In February 2026, it had been revealed by Krzysztof Stanowski that ODF had planned to launch a smear campaign against Kanał Zero, a Polish commercial media outlet. ODF admitted that they had wanted to spread claims that the channel is spreading Russian propaganda, thereby pressuring the channel's sponsors to cancel their co-operation with the channel, possibly leading to its complete termination due to lack of funding. ODF accused the sponsoring companies of "funding attacks on Ukraine." Stanowski vehemently dismissed the accusations of ODF, stating it is wrong to baselessly accuse someone of being a Russian propagandist. Stanowski argued that he had regularly attacked pro-Russian journalists and politicians, while also not allowing supposedly pro-Russian figures, like Leszek Sykulski, to speak on Kanał Zero.
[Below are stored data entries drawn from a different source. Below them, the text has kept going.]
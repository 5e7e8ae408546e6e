//! Dataset configuration.
//!
//! A configuration record names the feature table, the three support sets and the
//! framing parameters. It is loaded once (JSON) and never mutated afterwards.

use std::fmt;
use std::path::{Path, PathBuf};
use std::str::FromStr;

use serde::{Deserialize, Serialize};

use crate::{Error, Result};

/// Which split of the physical table a dataset exposes.
#[derive(Debug, Clone, Copy, PartialEq, Eq, Hash, Serialize, Deserialize)]
#[serde(rename_all = "snake_case")]
pub enum WhichSet {
    Train,
    Test,
    Valid,
}

impl WhichSet {
    pub const ALL: [WhichSet; 3] = [WhichSet::Train, WhichSet::Test, WhichSet::Valid];

    pub fn as_str(self) -> &'static str {
        match self {
            WhichSet::Train => "train",
            WhichSet::Test => "test",
            WhichSet::Valid => "valid",
        }
    }
}

impl FromStr for WhichSet {
    type Err = Error;

    fn from_str(s: &str) -> Result<Self> {
        match s {
            "train" => Ok(WhichSet::Train),
            "test" => Ok(WhichSet::Test),
            "valid" => Ok(WhichSet::Valid),
            other => Err(Error::InvalidConfig(format!(
                "which_set must be one of train, test, valid; got {other:?}"
            ))),
        }
    }
}

impl fmt::Display for WhichSet {
    fn fmt(&self, f: &mut fmt::Formatter<'_>) -> fmt::Result {
        f.write_str(self.as_str())
    }
}

/// Configuration record for a windowed dataset.
///
/// `mean` / `std` are optional and only needed by the standardizer; they are stored
/// flattened (length `n_frames_per_sample * bin_count`).
#[derive(Debug, Clone, PartialEq, Serialize, Deserialize)]
#[serde(deny_unknown_fields)]
pub struct DatasetConfig {
    pub h5_file_name: PathBuf,
    pub train: Vec<usize>,
    pub test: Vec<usize>,
    pub valid: Vec<usize>,
    pub n_frames_per_file: usize,
    pub n_frames_per_sample: usize,
    #[serde(default, skip_serializing_if = "Option::is_none")]
    pub mean: Option<Vec<f32>>,
    #[serde(default, skip_serializing_if = "Option::is_none")]
    pub std: Option<Vec<f32>>,
}

/// Standardizer statistics extracted from a [`DatasetConfig`].
#[derive(Debug, Clone, PartialEq)]
pub struct StandardizerConfig {
    pub mean: Vec<f32>,
    pub std: Vec<f32>,
}

impl DatasetConfig {
    /// Parse and validate a configuration from JSON.
    pub fn from_json_str(s: &str) -> Result<Self> {
        let cfg: DatasetConfig = serde_json::from_str(s)
            .map_err(|e| Error::InvalidConfig(format!("failed to parse dataset config: {e}")))?;
        cfg.validate()?;
        Ok(cfg)
    }

    /// Load and validate a configuration file.
    ///
    /// A relative `h5_file_name` is resolved against the config file's directory.
    pub fn load_json<P: AsRef<Path>>(path: P) -> Result<Self> {
        let p = path.as_ref();
        let s = std::fs::read_to_string(p)
            .map_err(|e| Error::InvalidData(format!("failed to read {}: {e}", p.display())))?;
        let mut cfg = Self::from_json_str(&s)?;
        if cfg.h5_file_name.is_relative() {
            if let Some(dir) = p.parent() {
                cfg.h5_file_name = dir.join(&cfg.h5_file_name);
            }
        }
        Ok(cfg)
    }

    pub fn validate(&self) -> Result<()> {
        if self.n_frames_per_file == 0 {
            return Err(Error::InvalidConfig(
                "n_frames_per_file must be > 0".to_owned(),
            ));
        }
        if self.n_frames_per_sample == 0 {
            return Err(Error::InvalidConfig(
                "n_frames_per_sample must be > 0".to_owned(),
            ));
        }
        if self.n_frames_per_sample > self.n_frames_per_file {
            return Err(Error::InvalidConfig(format!(
                "n_frames_per_sample {} exceeds n_frames_per_file {}",
                self.n_frames_per_sample, self.n_frames_per_file
            )));
        }
        Ok(())
    }

    /// Support set of the requested split.
    #[inline]
    pub fn support(&self, which: WhichSet) -> &[usize] {
        match which {
            WhichSet::Train => &self.train,
            WhichSet::Test => &self.test,
            WhichSet::Valid => &self.valid,
        }
    }

    pub fn standardizer_stats(&self) -> Result<StandardizerConfig> {
        match (&self.mean, &self.std) {
            (Some(mean), Some(std)) => Ok(StandardizerConfig {
                mean: mean.clone(),
                std: std.clone(),
            }),
            (None, _) => Err(Error::InvalidConfig(
                "config has no `mean` entry".to_owned(),
            )),
            (_, None) => Err(Error::InvalidConfig("config has no `std` entry".to_owned())),
        }
    }
}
=== Military-equipment licence ===
According to Polish media reporting, in 2014 the foundation obtained a Polish licence to trade in military equipment, intended for transfer to the Donbas conflict zone in eastern Ukraine; the licence was issued by a former head of Poland's Military Counter-Intelligence Service and was later revoked on the order of Interior Minister Mariusz Błaszczak.
===Moldova===
ODF's activities became a subject of controversy in November 2018 following a report published by a closed-door Moldovan parliamentary committee, claiming the organisation was linked to the Russian Federation and had attempted to interfere with domestic Moldovan politics by funding of opposition parties. Some Moldovan press articles on the other hand viewed the report as an attack on the pro-EU Party of Action and Solidarity and Dignity and Truth Platform Party before the upcoming parliamentary elections.
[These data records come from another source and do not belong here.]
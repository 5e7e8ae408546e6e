use rand::Rng;

use crate::{Error, LayerKind, Result, Standardizer};

/// A dense layer with a declared kind.
#[derive(Debug, Clone, PartialEq)]
pub struct Layer {
    in_dim: usize,
    out_dim: usize,
    kind: LayerKind,
    /// Row-major matrix with shape (out_dim, in_dim).
    weights: Vec<f32>,
    biases: Vec<f32>,
}

impl Layer {
    /// Build a layer from explicit parameters.
    ///
    /// Validates shapes and that all parameters are finite.
    pub fn from_parts(
        in_dim: usize,
        out_dim: usize,
        kind: LayerKind,
        weights: Vec<f32>,
        biases: Vec<f32>,
    ) -> Result<Self> {
        if in_dim == 0 || out_dim == 0 {
            return Err(Error::InvalidConfig(format!(
                "layer dims must be > 0, got in_dim={in_dim} out_dim={out_dim}"
            )));
        }
        if weights.len() != in_dim * out_dim {
            return Err(Error::ShapeMismatch(format!(
                "weights length {} does not match out_dim * in_dim ({out_dim} * {in_dim})",
                weights.len()
            )));
        }
        if biases.len() != out_dim {
            return Err(Error::ShapeMismatch(format!(
                "biases length {} does not match out_dim {out_dim}",
                biases.len()
            )));
        }
        if weights.iter().chain(&biases).any(|v| !v.is_finite()) {
            return Err(Error::InvalidData(
                "layer parameters must be finite".to_owned(),
            ));
        }

        Ok(Self {
            in_dim,
            out_dim,
            kind,
            weights,
            biases,
        })
    }

    /// Weights uniform in `[-irange, irange]`, biases zero.
    pub fn new_with_rng<R: Rng + ?Sized>(
        in_dim: usize,
        out_dim: usize,
        kind: LayerKind,
        irange: f32,
        rng: &mut R,
    ) -> Result<Self> {
        if !(irange.is_finite() && irange > 0.0) {
            return Err(Error::InvalidConfig(format!(
                "irange must be finite and > 0, got {irange}"
            )));
        }
        let weights = (0..in_dim * out_dim)
            .map(|_| rng.gen_range(-irange..=irange))
            .collect();
        Self::from_parts(in_dim, out_dim, kind, weights, vec![0.0; out_dim])
    }

    /// A fixed diagonal layer computing `(x - mean) / std`.
    pub fn pass_through(standardizer: &Standardizer) -> Self {
        let dim = standardizer.dim();
        let mut weights = vec![0.0; dim * dim];
        let mut biases = vec![0.0; dim];
        for (i, (&m, &s)) in standardizer
            .mean()
            .iter()
            .zip(standardizer.std())
            .enumerate()
        {
            weights[i * dim + i] = 1.0 / s;
            biases[i] = -m / s;
        }
        Self {
            in_dim: dim,
            out_dim: dim,
            kind: LayerKind::PassThrough,
            weights,
            biases,
        }
    }

    #[inline]
    pub fn in_dim(&self) -> usize {
        self.in_dim
    }

    #[inline]
    pub fn out_dim(&self) -> usize {
        self.out_dim
    }

    #[inline]
    pub fn kind(&self) -> LayerKind {
        self.kind
    }

    #[inline]
    pub fn weights(&self) -> &[f32] {
        &self.weights
    }

    #[inline]
    pub fn biases(&self) -> &[f32] {
        &self.biases
    }

    /// Row `o` of the weight matrix (the fan-in of output unit `o`).
    #[inline]
    pub fn weight_row(&self, o: usize) -> &[f32] {
        &self.weights[o * self.in_dim..(o + 1) * self.in_dim]
    }

    /// `z = W * inputs (+ b)`.
    ///
    /// Shape contract:
    /// - `inputs.len() == self.in_dim`
    /// - `out.len() == self.out_dim`
    #[inline]
    pub fn linear_into(&self, inputs: &[f32], with_bias: bool, out: &mut [f32]) {
        debug_assert_eq!(inputs.len(), self.in_dim);
        debug_assert_eq!(out.len(), self.out_dim);

        for (o, z) in out.iter_mut().enumerate() {
            let mut sum = if with_bias { self.biases[o] } else { 0.0 };
            for (&w, &x) in self.weight_row(o).iter().zip(inputs) {
                sum = w.mul_add(x, sum);
            }
            *z = sum;
        }
    }

    /// Pre-activation `W * inputs + b`.
    pub fn pre_activation(&self, inputs: &[f32]) -> Vec<f32> {
        let mut z = vec![0.0; self.out_dim];
        self.linear_into(inputs, true, &mut z);
        z
    }

    /// Forward pass for a single sample: `kind(W * inputs + b)`.
    pub fn forward(&self, inputs: &[f32]) -> Vec<f32> {
        let mut y = self.pre_activation(inputs);
        self.kind.forward_in_place(&mut y);
        y
    }

    /// `W^T * d`, accumulated into a fresh `in_dim` vector.
    ///
    /// Shape contract: `d.len() == self.out_dim`.
    pub fn transpose_mul(&self, d: &[f32]) -> Vec<f32> {
        debug_assert_eq!(d.len(), self.out_dim);

        let mut out = vec![0.0; self.in_dim];
        for (o, &d_o) in d.iter().enumerate() {
            if d_o == 0.0 {
                continue;
            }
            for (acc, &w) in out.iter_mut().zip(self.weight_row(o)) {
                *acc = w.mul_add(d_o, *acc);
            }
        }
        out
    }
}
The Moldovan parliamentary report on ODF again became a news story in Polish pro-government media in April 2019 following publications in the Scottish edition of The Sunday Times, which referenced the report, claiming ODF had received up to £1.6 million in donations from companies registered in Glasgow and Edinburgh. Prominent Polish governing coalition politicians like Ryszard Czarnecki and Patryk Jaki used these publications during their EP electoral campaign to attack the opposition, especially MEP Róża Thun, who had advocated for Lyudmyla Kozlovska following her expulsion. On 24 April, Onet.pl reported that the authors of the publications were in fact not Sunday Times journalists but the head of a PR agency and a pro-Brexit campaigner. The Economist's Balkan correspondent Tim Judah commented in an interview: "It's a very strange article. The authors cite the Moldovan parliament. I don't know anyone who would believe the findings of the Moldovan parliament."
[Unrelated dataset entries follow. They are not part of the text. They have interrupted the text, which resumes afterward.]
use crate::activation::log_sum_exp;
use crate::{Error, Layer, LayerKind, Result};

/// An ordered stack of dense layers.
#[derive(Debug, Clone, PartialEq)]
pub struct Mlp {
    layers: Vec<Layer>,
}

impl Mlp {
    /// Assemble a model, checking that each layer's `in_dim` matches the previous
    /// layer's `out_dim`.
    pub fn from_layers(layers: Vec<Layer>) -> Result<Self> {
        if layers.is_empty() {
            return Err(Error::InvalidConfig(
                "mlp must have at least one layer".to_owned(),
            ));
        }
        for (i, pair) in layers.windows(2).enumerate() {
            if pair[1].in_dim() != pair[0].out_dim() {
                return Err(Error::ShapeMismatch(format!(
                    "layer {} in_dim {} does not match layer {i} out_dim {}",
                    i + 1,
                    pair[1].in_dim(),
                    pair[0].out_dim()
                )));
            }
        }
        Ok(Self { layers })
    }

    #[inline]
    pub fn input_dim(&self) -> usize {
        self.layers[0].in_dim()
    }

    #[inline]
    pub fn output_dim(&self) -> usize {
        self.layers[self.layers.len() - 1].out_dim()
    }

    #[inline]
    pub fn num_layers(&self) -> usize {
        self.layers.len()
    }

    #[inline]
    pub fn layers(&self) -> &[Layer] {
        &self.layers
    }

    pub(crate) fn check_input(&self, input: &[f32]) -> Result<()> {
        if input.len() != self.input_dim() {
            return Err(Error::ShapeMismatch(format!(
                "input len {} does not match model input_dim {}",
                input.len(),
                self.input_dim()
            )));
        }
        Ok(())
    }

    /// Forward pass returning the output of every layer, first to last.
    pub fn forward_all(&self, input: &[f32]) -> Result<Vec<Vec<f32>>> {
        self.check_input(input)?;

        let mut outputs: Vec<Vec<f32>> = Vec::with_capacity(self.layers.len());
        for layer in &self.layers {
            let x = outputs.last().map(Vec::as_slice).unwrap_or(input);
            let y = layer.forward(x);
            outputs.push(y);
        }
        Ok(outputs)
    }

    /// Forward pass returning only the final output.
    pub fn forward(&self, input: &[f32]) -> Result<Vec<f32>> {
        let mut outputs = self.forward_all(input)?;
        outputs
            .pop()
            .ok_or_else(|| Error::InvalidConfig("mlp has no layers".to_owned()))
    }

    /// `log p(label | input)` for a model whose last layer is a softmax.
    ///
    /// Computed as `z[label] - logsumexp(z)` from the output pre-activation.
    pub fn log_prob(&self, input: &[f32], label: usize) -> Result<f32> {
        let last = self.softmax_output()?;
        if label >= last.out_dim() {
            return Err(Error::OutOfRange(format!(
                "label {label} is not one of the {} output classes",
                last.out_dim()
            )));
        }

        self.check_input(input)?;
        let mut x = input.to_vec();
        for layer in &self.layers[..self.layers.len() - 1] {
            x = layer.forward(&x);
        }
        let z = last.pre_activation(&x);
        Ok(z[label] - log_sum_exp(&z))
    }

    /// Index of the most probable output class.
    pub fn predict_class(&self, input: &[f32]) -> Result<usize> {
        let y = self.forward(input)?;
        Ok(y.iter()
            .enumerate()
            .fold((0, f32::NEG_INFINITY), |best, (i, &v)| {
                if v > best.1 {
                    (i, v)
                } else {
                    best
                }
            })
            .0)
    }

    /// The output layer, if it is a softmax classifier.
    pub(crate) fn softmax_output(&self) -> Result<&Layer> {
        let last = &self.layers[self.layers.len() - 1];
        if last.kind() != LayerKind::Softmax {
            return Err(Error::UnsupportedLayerKind(format!(
                "output layer must be softmax, found {}",
                last.kind()
            )));
        }
        Ok(last)
    }
}

#[cfg(test)]
mod tests {
    use super::*;

    fn model() -> Mlp {
        let h = Layer::from_parts(
            2,
            2,
            LayerKind::RectifiedLinear,
            vec![1.0, 0.0, 0.0, -1.0],
            vec![0.0, 0.0],
        )
        .unwrap();
        let y = Layer::from_parts(
            2,
            3,
            LayerKind::Softmax,
            vec![1.0, 0.0, 0.0, 1.0, 1.0, 1.0],
            vec![0.0, 0.0, -1.0],
        )
        .unwrap();
        Mlp::from_layers(vec![h, y]).unwrap()
    }

    #[test]
    fn rejects_mismatched_layers() {
        let a = Layer::from_parts(2, 3, LayerKind::Linear, vec![0.0; 6], vec![0.0; 3]).unwrap();
        let b = Layer::from_parts(2, 1, LayerKind::Softmax, vec![0.0; 2], vec![0.0]).unwrap();
        assert!(matches!(
            Mlp::from_layers(vec![a, b]),
            Err(Error::ShapeMismatch(_))
        ));
        assert!(Mlp::from_layers(vec![]).is_err());
    }

    #[test]
    fn forward_all_captures_every_layer() {
        let m = model();
        let outs = m.forward_all(&[2.0, 3.0]).unwrap();
        assert_eq!(outs.len(), 2);
        // ReLU([2, -3]) = [2, 0]
        assert_eq!(outs[0], vec![2.0, 0.0]);
        let sum: f32 = outs[1].iter().sum();
        assert!((sum - 1.0).abs() < 1e-6);
        assert_eq!(m.predict_class(&[2.0, 3.0]).unwrap(), 0);
    }

    #[test]
    fn log_prob_matches_softmax_output() {
        let m = model();
        let x = [0.7_f32, -0.2];
        let p = m.forward(&x).unwrap();
        for (label, &p_label) in p.iter().enumerate() {
            let lp = m.log_prob(&x, label).unwrap();
            assert!((lp - p_label.ln()).abs() < 1e-5);
        }
        assert!(matches!(m.log_prob(&x, 3), Err(Error::OutOfRange(_))));
        assert!(matches!(m.log_prob(&[0.0], 0), Err(Error::ShapeMismatch(_))));
    }
}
Following the change of power in Moldova and election of Maia Sandu – who had earlier cooperated with ODF – to the post of Prime Minister, an investigation by Dziennik and Dziennik Gazeta Prawna revealed that the report, according to metadata, was "redacted or even entirely written by Andrian Candu", vice-chairman of the Democratic Party led by Vladimir Plahotniuc, who was not himself a member of the parliamentary committee. The publication also claimed that "Poland could have cooperated regarding ODF with security services controlled by Vladimir Plahotniuc", citing members of the committee. The Polish Chancellery of the Prime Minister responded to those allegations claiming that "the details of actions taken by special services are not revealed to the public for legal reasons". The topic has reportedly been discussed by Polish foreign minister Jacek Czaputowicz and his Moldovan counterpart Tudor Ulianovschi at the OSCE Ministerial Council in Milan in December 2018.

===Advocacy cases===
ODF has received criticism from far-right French MEP Nicolas Bay for one of the individual cases of human rights abuses that it had advocated for (together with Amnesty International and Human Rights Watch) – the case of Mukhtar Ablyazov, founder of the opposition political party Democratic Choice of Kazakhstan and opponent of Kazakhstan's first President Nursultan Nazarbayev. Bay alleged that ODF receives financial support from Ablyazov.

===Russia===
In 2024, the foundation was designated as an "undesirable organization" by the Russian authorities.